Painting Their Portraits in Winter

In the first story of this collection, the narrator/author’s grandmother (Abuelita), an artist, has her young granddaughters pose for her. In order to keep them from fidgeting, as she paints, she tells them increasingly gruesome Mexican fairytales; appalled and fascinated, they beg for more.

The rest of the book takes its tonal cue from this first story, combining semi-autobiography, post-colonial commentary, family anecdote, and folk legend. The narrator/author is a LesbiMexiPolMerican (I’m pretty sure she would approve this label, based on one of the stories in which she describes her crush on a “Moth”: Mexican Goth) and the stories, which follow her and her family from childhood in the US and Mexico through adolescence and into early adulthood, trace the emergence of this identity and of her interaction with it, as well as her growing awareness of herself as a woman in a world of men.

That might sound a bit heavy, and it is at times. Most, if not all, of the stories contain an undercurrent of barely-suppressed feminine rage; the miracle is that the author’s dexterity manages to keep the focus on the narrative, and the stories aren’t swept away by it. In one early story, after she goes ice-skating with her cousins, the narrator’s aunt’s car is threatened by men with automatic weapons. They manage to drive off, leaving the attackers behind them pointing their guns at other women. They get home, and the narrator searches in vain for news of the attack on the television. Her Abuelito literally chuckles and pats her head: “that’s not going to be on TV”.

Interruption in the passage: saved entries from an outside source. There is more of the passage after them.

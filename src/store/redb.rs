//! On-disk store backed by a single redb table
//!
//! redb has no notion of an oversized transaction, so batches are buffered
//! in a [`WriteBatch`] and written in one redb write transaction on commit.

use super::{Cursor, Snapshot, Store, WriteBatch};
use crate::error::{ImportError, StoreError};
use crate::types::{BatchLimits, ImportStats, KilnConfig};
use redb::{Database, ReadOnlyTable, ReadTransaction, TableDefinition};
use std::fs;
use std::io::{self, Read};
use std::ops::Bound;
use std::path::{Path, PathBuf};

const RECORDS: TableDefinition<&[u8], &[u8]> = TableDefinition::new("records");

fn backend(err: impl Into<redb::Error>) -> StoreError {
    StoreError::Backend(err.into().to_string())
}

#[derive(Debug)]
pub struct RedbStore {
    db: Database,
    limits: BatchLimits,
}

impl RedbStore {
    /// Open the database at `path`, creating the file and table if missing
    pub fn create<P: AsRef<Path>>(path: P, limits: BatchLimits) -> Result<Self, StoreError> {
        let db = Database::create(path).map_err(backend)?;
        let txn = db.begin_write().map_err(backend)?;
        txn.open_table(RECORDS).map_err(backend)?;
        txn.commit().map_err(backend)?;
        Ok(RedbStore { db, limits })
    }

    /// Open an existing database without touching its contents
    pub fn open<P: AsRef<Path>>(path: P, limits: BatchLimits) -> Result<Self, StoreError> {
        let db = Database::open(path).map_err(backend)?;
        Ok(RedbStore { db, limits })
    }

    /// Build a new database at `path` from the JSON document in `reader`
    ///
    /// The import writes into a `.partial` sibling that is renamed onto
    /// `path` only after the last batch commits. A failed or interrupted
    /// import therefore never leaves a database at `path` that a later
    /// [`RedbStore::open`] would serve as complete.
    pub fn create_from_json<P: AsRef<Path>, R: Read>(
        path: P,
        reader: R,
        config: &KilnConfig,
    ) -> Result<(Self, ImportStats), ImportError> {
        let path = path.as_ref();
        let staging = staging_path(path);

        // Left behind by an interrupted run
        match fs::remove_file(&staging) {
            Err(err) if err.kind() != io::ErrorKind::NotFound => return Err(StoreError::Io(err).into()),
            _ => {}
        }

        let store = RedbStore::create(&staging, config.batch_limits)?;
        let stats = match crate::import_json(reader, &store, config) {
            Ok(stats) => stats,
            Err(err) => {
                drop(store);
                if let Err(cleanup) = fs::remove_file(&staging) {
                    tracing::warn!(path = %staging.display(), error = %cleanup, "failed to remove partial database");
                }
                return Err(err);
            }
        };

        drop(store);
        fs::rename(&staging, path).map_err(StoreError::Io)?;
        let store = RedbStore::open(path, config.batch_limits)?;
        Ok((store, stats))
    }
}

fn staging_path(path: &Path) -> PathBuf {
    let mut name = path.as_os_str().to_owned();
    name.push(".partial");
    PathBuf::from(name)
}

impl Store for RedbStore {
    type Snapshot = RedbSnapshot;

    fn begin_batch(&self) -> WriteBatch {
        WriteBatch::new(self.limits)
    }

    fn commit(&self, batch: WriteBatch) -> Result<(), StoreError> {
        let txn = self.db.begin_write().map_err(backend)?;
        {
            let mut table = txn.open_table(RECORDS).map_err(backend)?;
            for (key, value) in batch.into_entries() {
                table.insert(key.as_slice(), value.as_slice()).map_err(backend)?;
            }
        }
        txn.commit().map_err(backend)
    }

    fn snapshot(&self) -> Result<RedbSnapshot, StoreError> {
        let txn = self.db.begin_read().map_err(backend)?;
        let table = txn.open_table(RECORDS).map_err(backend)?;
        Ok(RedbSnapshot { _txn: txn, table })
    }
}

/// A redb read transaction with the records table open
pub struct RedbSnapshot {
    _txn: ReadTransaction,
    table: ReadOnlyTable<&'static [u8], &'static [u8]>,
}

impl Snapshot for RedbSnapshot {
    type Cursor<'a> = RedbCursor<'a>;

    fn get(&self, key: &[u8]) -> Result<Option<Vec<u8>>, StoreError> {
        let guard = self.table.get(key).map_err(backend)?;
        Ok(guard.map(|value| value.value().to_vec()))
    }

    fn scan_prefix(&self, prefix: &[u8]) -> Result<RedbCursor<'_>, StoreError> {
        Ok(RedbCursor {
            table: &self.table,
            prefix: prefix.to_vec(),
            position: Bound::Included(prefix.to_vec()),
            done: false,
        })
    }
}

/// Cursor that re-enters the B-tree from the last key seen on every step
pub struct RedbCursor<'a> {
    table: &'a ReadOnlyTable<&'static [u8], &'static [u8]>,
    prefix: Vec<u8>,
    position: Bound<Vec<u8>>,
    done: bool,
}

impl Cursor for RedbCursor<'_> {
    fn seek(&mut self, key: &[u8]) -> Result<(), StoreError> {
        let start = if key < self.prefix.as_slice() {
            self.prefix.as_slice()
        } else {
            key
        };
        self.position = Bound::Included(start.to_vec());
        self.done = false;
        Ok(())
    }

    fn next_record(&mut self) -> Result<Option<(Vec<u8>, Vec<u8>)>, StoreError> {
        if self.done {
            return Ok(None);
        }
        let lower: Bound<&[u8]> = match &self.position {
            Bound::Included(key) => Bound::Included(key.as_slice()),
            Bound::Excluded(key) => Bound::Excluded(key.as_slice()),
            Bound::Unbounded => Bound::Unbounded,
        };
        let mut range = self
            .table
            .range::<&[u8]>((lower, Bound::Unbounded))
            .map_err(backend)?;

        match range.next().transpose().map_err(backend)? {
            Some((key, value)) if key.value().starts_with(&self.prefix) => {
                let key = key.value().to_vec();
                let value = value.value().to_vec();
                self.position = Bound::Excluded(key.clone());
                Ok(Some((key, value)))
            }
            _ => {
                self.done = true;
                Ok(None)
            }
        }
    }
}
impl MongoToolHandler {
    pub fn new(config: Config) -> Self {
        Self {
            tool_router: Self::tool_router(),
            config,
        }
    }

    pub fn tools(&self) -> Vec<Tool> {
        self.tool_router.list_all()
    }

    async fn mongosh(
        &self,
        target: &MongoTarget,
        database: &str,
        script: &str,
    ) -> std::result::Result<ExecResult, DockerError> {
        let uri = format!("mongodb://{}:27017/{}", target.db_mongo_container_name, database);
        let command = ["mongosh", uri.as_str(), "--quiet", "--eval", script];
        docker_client::exec(&target.sh_mongo_container_name, &command, Some(self.config.command_timeout)).await
    }

    /// mongosh that must succeed
    async fn mongosh_checked(&self, target: &MongoTarget, database: &str, script: &str, context: &str) -> Result<String> {
        let result = self
            .mongosh(target, database, script)
            .await
            .map_err(|e| ToolError::from(e).context(context))?;
        if !result.success {
            return Err(ToolError::failed(context, result.error_text()));
        }
        Ok(result.stdout)
    }

    async fn start_environment(&self, mongo_port: u16) -> Result<Value> {
        let base = unique_name("mongo-mcp-evaluator");
        let network_name = format!("net-{}", base);
        let db_name = format!("db-{}", base);
        let sh_name = format!("sh-{}", base);
        let context = "Error creating MongoDB/mongosh environment";

        docker_client::create_network(&network_name)
            .await
            .map_err(|e| ToolError::from(e).context(context))?;

        let db_spec = RunSpec::new(&self.config.mongo_image)
            .name(&db_name)
            .detached()
            .network(&network_name)
            .port(mongo_port, 27017);
        let db_id = match docker_client::run_container(&db_spec, Some(self.config.command_timeout)).await {
            Ok(id) => id,
            Err(e) => {
                self.teardown(&[], &network_name).await;
                return Err(ToolError::from(e).context(context));
            }
        };

        let sh_spec = RunSpec::new(&self.config.mongosh_image)
            .name(&sh_name)
            .detached()
            .network(&network_name)
            .command(["sleep", "infinity"]);
        let sh_id = match docker_client::run_container(&sh_spec, Some(self.config.command_timeout)).await {
            Ok(id) => id,
            Err(e) => {
                self.teardown(&[db_name.as_str()], &network_name).await;
                return Err(ToolError::from(e).context(context));
            }
        };

        info!("MongoDB '{}' and mongosh '{}' running on '{}'", db_name, sh_name, network_name);
        Ok(json!({
            "status": "success",
            "db_mongo_container_id": db_id,
            "sh_mongo_container_id": sh_id,
            "mongo_container_name": db_name,
            "mongosh_container_name": sh_name,
            "network_name": network_name,
            "port": mongo_port,
            "message": "MongoDB and mongosh containers created and running.",
        }))
    }

    /// Best-effort removal used when environment creation fails halfway
    async fn teardown(&self, containers: &[&str], network: &str) {
        for container in containers {
            docker_client::force_remove(container).await;
        }
        if let Err(e) = docker_client::remove_network(network).await {
            warn!("{}", e);
        }
    }

    async fn create_db(&self, args: MongoCreateDatabaseArgs) -> Result<Value> {
        let script = format!("{}.insertOne({{ name: \"test\" }})", collection_ref("testcollection"));
        self.mongosh_checked(&args.target, &args.database_name, &script, "Error creating MongoDB database")
            .await?;
        Ok(json!({
            "status": "success",
            "db_mongo_container_name": args.target.db_mongo_container_name,
            "sh_mongo_container_name": args.target.sh_mongo_container_name,
            "database_name": args.database_name,
            "message": format!("Database '{}' created and test document inserted successfully.", args.database_name),
        }))
    }

    async fn drop_db(&self, args: MongoDeleteDatabaseArgs) -> Result<Value> {
        self.mongosh_checked(&args.target, &args.database_name, "db.dropDatabase()", "Error dropping MongoDB database")
            .await?;
        Ok(json!({
            "status": "success",
            "database_name": args.database_name,
            "message": format!("Database '{}' dropped successfully.", args.database_name),
        }))
    }

    /// Run one script per collection and collect per-collection results
    async fn for_each_collection<F>(
        &self,
        target: &MongoTarget,
        database: &str,
        names: &[String],
        output_key: Option<&str>,
        script: F,
    ) -> Vec<Value>
    where
        F: Fn(&str) -> String,
    {
        let mut results = Vec::with_capacity(names.len());
        for name in names {
            let outcome = self.mongosh(target, database, &script(&collection_ref(name))).await;
            results.push(item_result(Some(("collection_name", name.as_str())), outcome, output_key));
        }
        results
    }

    async fn create_collections(&self, args: CreateCollectionArgs) -> Result<Value> {
        let names = split_collection_names(&args.collection_names);
        if names.is_empty() {
            return Err(ToolError::invalid("No valid collection names provided."));
        }
        let mut results = Vec::with_capacity(names.len());
        for name in &names {
            let literal = serde_json::to_string(name)?;
            let outcome = self
                .mongosh(&args.target, &args.database_name, &format!("db.createCollection({})", literal))
                .await;
            results.push(item_result(Some(("collection_name", name.as_str())), outcome, None));
        }
        Ok(batch_summary(results, "create", "collection"))
    }

    async fn read_collections(&self, args: CollectionsArgs) -> Result<Value> {
        let names = one_or_many(args.collection_name, args.collection_names, "collection_name or collection_names")?;
        let results = self
            .for_each_collection(&args.target, &args.database_name, &names, Some("documents"), |c| {
                format!("JSON.stringify({}.find().toArray())", c)
            })
            .await;
        Ok(batch_summary(results, "read", "collection"))
    }

    async fn update_collections(&self, args: UpdateCollectionArgs) -> Result<Value> {
        let UpdateCollectionArgs { collections, filter_query, update_query } = args;
        let names = one_or_many(
            collections.collection_name,
            collections.collection_names,
            "collection_name or collection_names",
        )?;
        let results = self
            .for_each_collection(&collections.target, &collections.database_name, &names, Some("output"), |c| {
                format!("JSON.stringify({}.updateMany({}, {}))", c, filter_query, update_query)
            })
            .await;
        Ok(batch_summary(results, "update", "collection"))
    }

    async fn drop_collections(&self, args: CollectionsArgs) -> Result<Value> {
        let names = one_or_many(args.collection_name, args.collection_names, "collection_name or collection_names")?;
        let results = self
            .for_each_collection(&args.target, &args.database_name, &names, None, |c| format!("{}.drop()", c))
            .await;
        Ok(batch_summary(results, "delete", "collection"))
    }

    /// Run one script per item against a single collection
    async fn for_each_item<F>(
        &self,
        target: &MongoTarget,
        database: &str,
        items: &[String],
        output_key: Option<&str>,
        script: F,
    ) -> Vec<Value>
    where
        F: Fn(&str) -> String,
    {
        let mut results = Vec::with_capacity(items.len());
        for item in items {
            let outcome = self.mongosh(target, database, &script(item)).await;
            results.push(item_result(None, outcome, output_key));
        }
        results
    }

    async fn insert_documents(&self, args: CreateDocumentArgs) -> Result<Value> {
        let docs = one_or_many(args.document, args.documents, "document or documents")?;
        let collection = collection_ref(&args.collection_name);
        let results = self
            .for_each_item(&args.target, &args.database_name, &docs, Some("output"), |doc| {
                format!("JSON.stringify({}.insertOne({}))", collection, doc)
            })
            .await;
        Ok(batch_summary(results, "insert", "document"))
    }

    async fn find_documents(&self, args: FilterDocumentArgs) -> Result<Value> {
        let filters = one_or_many(args.filter_query, args.filter_queries, "filter_query or filter_queries")?;
        let collection = collection_ref(&args.collection_name);
        let results = self
            .for_each_item(&args.target, &args.database_name, &filters, Some("document"), |filter| {
                format!("JSON.stringify({}.findOne({}))", collection, filter)
            })
            .await;
        Ok(batch_summary(results, "read", "document"))
    }

    async fn update_documents(&self, args: UpdateDocumentArgs) -> Result<Value> {
        let pairs = update_pairs(&args)?;
        let collection = collection_ref(&args.collection_name);
        let mut results = Vec::with_capacity(pairs.len());
        for (filter, update) in &pairs {
            let script = format!("JSON.stringify({}.updateOne({}, {}))", collection, filter, update);
            let outcome = self.mongosh(&args.target, &args.database_name, &script).await;
            results.push(item_result(None, outcome, Some("output")));
        }
        Ok(batch_summary(results, "update", "document"))
    }

    async fn remove_documents(&self, args: FilterDocumentArgs) -> Result<Value> {
        let filters = one_or_many(args.filter_query, args.filter_queries, "filter_query or filter_queries")?;
        let collection = collection_ref(&args.collection_name);
        let results = self
            .for_each_item(&args.target, &args.database_name, &filters, Some("output"), |filter| {
                format!("JSON.stringify({}.deleteOne({}))", collection, filter)
            })
            .await;
        Ok(batch_summary(results, "delete", "document"))
    }

    async fn cleanup(&self, args: CleanupMongoEnvironmentArgs) -> Result<Value> {
        let MongoTarget { db_mongo_container_name, sh_mongo_container_name } = &args.target;
        docker_client::force_remove(sh_mongo_container_name).await;
        docker_client::force_remove(db_mongo_container_name).await;
        docker_client::remove_network(&args.network_name)
            .await
            .map_err(|e| ToolError::from(e).context("Error cleaning up MongoDB environment"))?;

        Ok(json!({
            "status": "success",
            "message": format!(
                "Removed containers '{}', '{}' and network '{}'.",
                db_mongo_container_name, sh_mongo_container_name, args.network_name
            ),
        }))
    }
}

Luckily, the collection is also tempered with honest-to-God hilarity. The characters of her family are both universal and culturally-rooted; I particularly love her father and his obsession with planting climate-appropriate plants in his Californian garden. I had to stop myself underlining every sentence in that particular story. Witness:

“Maybe lawn mowing turned me gay. Since I was the eldest, Dad handed me the mower. I pushed it forward and right, forward and right, losing some hearing, losing my heterosexuality as grass bled onto my sneakers. My calves, hips, and ass grew toned. I shed blubber. I shed any attraction I had to boys. Jelly stained my underwear. I mowed the lawn with cramps. I weedwacked hard-to-reach tufts. I wielded the leaf blower, pointed it at tree skirts. Have you ever seen a twelve-year-old girl with a leaf blower? It’s butch.”

I’m on record as not loving short fiction as a genre. I mean that literally: I like it fine, I just don’t love it in the way that I love novels. But I loved this collection. I loved the voice of the narrator, self-aware, ironic, but in deadly earnest about the things that matter. I loved the use of folklore, the way it weaves in and out of the stories and roots them, reflecting the way the same folk stories anchored the narrator’s childhood and her relationship with her extended family. I loved her portrayal of her family, realism tempered with affection, their recognisable foibles mixed with their other-ness. A strong and engaging book.